## [WORK INSTRUCTION]
For the data below, restate word for word only the lines from the line containing "subscriber for logging." through the line containing "match CheckCommand::new(&cli).execute(&mut sink, &mut", both ends included.

## [Saved data entries]
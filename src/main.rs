//! envcheck CLI entry point.

use std::process::ExitCode;

use clap::Parser;
use envcheck::cli::{CheckCommand, Cli, ERROR_EXIT_CODE};
use envcheck::StderrSink;
use tracing_subscriber::{fmt, prelude::*, EnvFilter};

/// Initialize the tracing subscriber for logging.
///
/// Log level is controlled by:
/// 1. `--debug` flag sets level to DEBUG
/// 2. `RUST_LOG` environment variable (if set)
/// 3. Default is WARN
///
/// Logs go to stderr so `--json` output on stdout stays clean.
fn init_tracing(debug: bool) {
    let filter = if debug {
        EnvFilter::new("envcheck=debug")
    } else {
        EnvFilter::try_from_default_env().unwrap_or_else(|_| EnvFilter::new("envcheck=warn"))
    };

    tracing_subscriber::registry()
        .with(fmt::layer().with_target(false).with_writer(std::io::stderr))
        .with(filter)
        .init();
}

fn main() -> ExitCode {
    let cli = Cli::parse();
    init_tracing(cli.debug);

    tracing::debug!("envcheck starting with args: {:?}", cli);

    let mut sink = StderrSink;
    let mut stdout = std::io::stdout();
    match CheckCommand::new(&cli).execute(&mut sink, &mut stdout) {
        Ok(result) => ExitCode::from(result.exit_code),
        Err(e) => {
            eprintln!("Error: {}", e);
            ExitCode::from(ERROR_EXIT_CODE)
        }
    }
}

## [TASK RESULT]
/// Initialize the tracing subscriber for logging.
///
/// Log level is controlled by:
/// 1. `--debug` flag sets level to DEBUG
/// 2. `RUST_LOG` environment variable (if set)
/// 3. Default is WARN
///
/// Logs go to stderr so `--json` output on stdout stays clean.
fn init_tracing(debug: bool) {
    let filter = if debug {
        EnvFilter::new("envcheck=debug")
    } else {
        EnvFilter::try_from_default_env().unwrap_or_else(|_| EnvFilter::new("envcheck=warn"))
    };

    tracing_subscriber::registry()
        .with(fmt::layer().with_target(false).with_writer(std::io::stderr))
        .with(filter)
        .init();
}

fn main() -> ExitCode {
    let cli = Cli::parse();
    init_tracing(cli.debug);

    tracing::debug!("envcheck starting with args: {:?}", cli);

    let mut sink = StderrSink;
    let mut stdout = std::io::stdout();
    match CheckCommand::new(&cli).execute(&mut sink, &mut stdout) {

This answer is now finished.